CITIZENS AND SOCIETY
Social Cleavages
- Nigeria is the most populous African country with more than 140 million people and 400+ ethnic groups
- Many social cleavages originate in the colonial era with the British dividing people into artificial “tribes” who couldn’t unite cohesively in the post-colonial era
- “Ethnicity trumps citizenship, religion trumps ethnicity, power trumps religion.”
- The conflict between Muslims and Christians shows that Nigeria's political system is not intact because "as the population grew and resources shrank, people began to fight over who had the right to the land and its resources..." (God's Country).
- Rampant illiteracy
- Aids crisis has created a large youth population with a dwindling elder population.
- Nationalism, or pride in all of Nigeria, only almost only occurs when an important soccer tournament, like the World Cup, is taking place. Unfortunately, the World Cup only occurs every four years.

North: mostly Muslim (50%), ethnically Hausa-Fulani (29%)
--> the North is poor and lives in poverty.
--> the strong Muslim population has illegally instituted Shari'a (Islamic) law
--> People in the North generally distrust westernization and globalization.
--> military leaders tend to come from the North
--> the North is politically united (for the most part)

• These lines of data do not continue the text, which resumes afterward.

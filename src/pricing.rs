//! Recommended-total derivation from the two proposal input modes
use crate::error::EngineError;

/// Itemized proposal. A missing component counts as zero.
#[derive(minicbor::Encode, minicbor::Decode, Debug, Default, Clone, Copy, PartialEq, Eq)]
pub struct Breakdown {
    #[n(0)]
    pub labor: Option<u64>,
    #[n(1)]
    pub parts: Option<u64>,
    #[n(2)]
    pub inspection: Option<u64>,
}

/// The two mutually exclusive ways a technician can price a proposal.
#[derive(minicbor::Encode, minicbor::Decode, Debug, Clone, Copy, PartialEq, Eq)]
pub enum PricingInput {
    #[n(0)]
    Range {
        #[n(0)]
        min: u64,
        #[n(1)]
        max: u64,
    },
    #[n(1)]
    Breakdown(#[n(0)] Breakdown),
}

impl Breakdown {
    pub fn new(labor: u64, parts: u64, inspection: u64) -> Self {
        Self {
            labor: Some(labor),
            parts: Some(parts),
            inspection: Some(inspection),
        }
    }

    pub fn total(&self) -> u64 {
        self.labor
            .unwrap_or(0)
            .saturating_add(self.parts.unwrap_or(0))
            .saturating_add(self.inspection.unwrap_or(0))
    }

    fn has_positive_component(&self) -> bool {
        [self.labor, self.parts, self.inspection]
            .into_iter()
            .flatten()
            .any(|v| v > 0)
    }
}

impl PricingInput {
    pub fn range(min: u64, max: u64) -> Self {
        PricingInput::Range { min, max }
    }

    pub fn recommended_total(&self) -> Option<u64> {
        match self {
            PricingInput::Range { min, max } => recommended_total(None, Some(*min), Some(*max)),
            PricingInput::Breakdown(b) => recommended_total(Some(b), None, None),
        }
    }

    pub fn validate(&self) -> Result<(), EngineError> {
        match self {
            PricingInput::Range { min, max } => {
                if *min == 0 || *max == 0 {
                    return Err(EngineError::InvalidInput(
                        "price range bounds must be greater than zero".into(),
                    ));
                }
                if min > max {
                    return Err(EngineError::InvalidInput(format!(
                        "price range minimum {min} exceeds maximum {max}"
                    )));
                }
                Ok(())
            }
            PricingInput::Breakdown(b) => {
                if !b.has_positive_component() {
                    return Err(EngineError::InvalidInput(
                        "breakdown needs at least one component greater than zero".into(),
                    ));
                }
                Ok(())
            }
        }
    }
}

/// Single advisory total. A breakdown wins over a range; within a range the
/// maximum wins over the minimum.
pub fn recommended_total(
    breakdown: Option<&Breakdown>,
    price_min: Option<u64>,
    price_max: Option<u64>,
) -> Option<u64> {
    if let Some(b) = breakdown {
        return Some(b.total());
    }
    price_max.or(price_min)
}

#[cfg(test)]
mod tests {
    use super::*;

    #[test]
    fn breakdown_sums_components() {
        let b = Breakdown::new(50, 30, 0);
        assert_eq!(recommended_total(Some(&b), None, None), Some(80));
    }

    #[test]
    fn missing_breakdown_components_count_as_zero() {
        let b = Breakdown {
            labor: Some(120),
            ..Breakdown::default()
        };
        assert_eq!(PricingInput::Breakdown(b).recommended_total(), Some(120));
    }

    #[test]
    fn range_prefers_maximum() {
        assert_eq!(recommended_total(None, Some(100), Some(150)), Some(150));
        assert_eq!(recommended_total(None, Some(100), None), Some(100));
    }

    #[test]
    fn nothing_supplied_is_none() {
        assert_eq!(recommended_total(None, None, None), None);
    }

    #[test]
    fn validation_rules() {
        assert!(PricingInput::range(100, 150).validate().is_ok());
        assert!(PricingInput::range(0, 150).validate().is_err());
        assert!(PricingInput::range(200, 150).validate().is_err());
        assert!(PricingInput::Breakdown(Breakdown::default()).validate().is_err());
        assert!(PricingInput::Breakdown(Breakdown::new(0, 0, 10)).validate().is_ok());
    }
}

South: mostly Christians (40%), ethnically Yoruba (west, 21%) and Igbo (east, 18%)
--> fertile and oil rich, the South dominates the civil service bureaucracy. The Niger River Delta is area with the most oil reserves.

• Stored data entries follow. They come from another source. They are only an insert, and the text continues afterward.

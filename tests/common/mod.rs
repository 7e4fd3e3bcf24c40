#![allow(dead_code)]

use std::sync::Arc;

use repair_orders::{
    config::EngineConfig,
    notify::{Notification, NotificationKind, NotificationSink, SledNotificationLog},
    order::{Actor, NewOrder, Role},
    parts::SledPartsRequests,
    service::RepairService,
    utils,
};
use tempfile::{TempDir, tempdir};

/// Everything a scenario needs, backed by its own temporary sled database.
///
/// Sled locks its directory, so each test opens a separate one.
pub struct Harness {
    _dir: TempDir,
    pub service: RepairService,
    pub log: SledNotificationLog,
    pub parts: Arc<SledPartsRequests>,
    pub admin: Actor,
    pub super_admin: Actor,
    pub technician: Actor,
}

pub fn harness() -> anyhow::Result<Harness> {
    harness_with_sink(None)
}

/// Same as [`harness`] but routes notifications to `sink` instead of the log.
pub fn harness_with_sink(sink: Option<Arc<dyn NotificationSink>>) -> anyhow::Result<Harness> {
    let temp_dir = tempdir()?;
    let db = Arc::new(sled::open(temp_dir.path().join("repair.db"))?);

    let log = SledNotificationLog::open(&db)?;
    let parts = Arc::new(SledPartsRequests::open(&db)?);
    let notifier: Arc<dyn NotificationSink> = match sink {
        Some(sink) => sink,
        None => Arc::new(log.clone()),
    };
    let service = RepairService::new(db, EngineConfig::default(), notifier, parts.clone())?;

    Ok(Harness {
        _dir: temp_dir,
        service,
        log,
        parts,
        admin: Actor::new(utils::new_bech32_id("user_")?, Role::Admin),
        super_admin: Actor::new(utils::new_bech32_id("user_")?, Role::SuperAdmin),
        technician: Actor::new(utils::new_bech32_id("user_")?, Role::Technician),
    })
}

impl Harness {
    pub fn intake(&self) -> NewOrder {
        NewOrder {
            customer_id: Some("user_customer".into()),
            customer_name: "Dana Reyes".into(),
            device: "Laptop".into(),
            issue: "Cracked hinge".into(),
            price: 120,
        }
    }

    /// A pending order assigned to the harness technician.
    pub fn assigned_order(&self) -> anyhow::Result<String> {
        let order = self.service.create_order(self.intake())?;
        self.service
            .lifecycle()
            .assign(&order.id, &self.admin, &self.technician.id, "Sam Ortiz")?;
        Ok(order.id)
    }

    /// An order the harness technician has assigned and accepted.
    pub fn accepted_order(&self) -> anyhow::Result<String> {
        let id = self.assigned_order()?;
        self.service.lifecycle().accept_assigned(&id, &self.technician)?;
        Ok(id)
    }

    pub fn notifications_of(
        &self,
        order_id: &str,
        kind: NotificationKind,
    ) -> anyhow::Result<Vec<Notification>> {
        Ok(self
            .log
            .for_order(order_id)?
            .into_iter()
            .filter(|n| n.kind == kind)
            .collect())
    }
}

--> 2/3 Nigerians live in rural areas with a feudal-like system of patron-client relationships

- Federal system of government intended to divide regional power; still major problem of legitimacy.

Groupings and Civil Society
-religion and ethnicity are the largest sources of identification
-Many ethnic associations that formed during colonialism evolved into political parties.
-because military coups have interrupted the democratic process, Nigerians have not developed a civil society (voting in elections is an important part), so Nigerians turn to their ethnic or religious backgrounds to find avenues of political expression and participation
-unions: the Nigerian Labor Congress has occasionally organized strikes during First Republic but has lost influence due to anti-unions stances of military regimes.
-businesses: represented by three large associations. As westernized, elite-based organizations, they have strong ties to political and bureaucratic leaders which leads to a strong influence in policy-making
-Other: Student groups have been active in organizaing mass protests against government policies during the first three republics. Farmers are too geographically dispersed to effectively organize thier interests. Women have occassionallly organized themselves into civil society organizations.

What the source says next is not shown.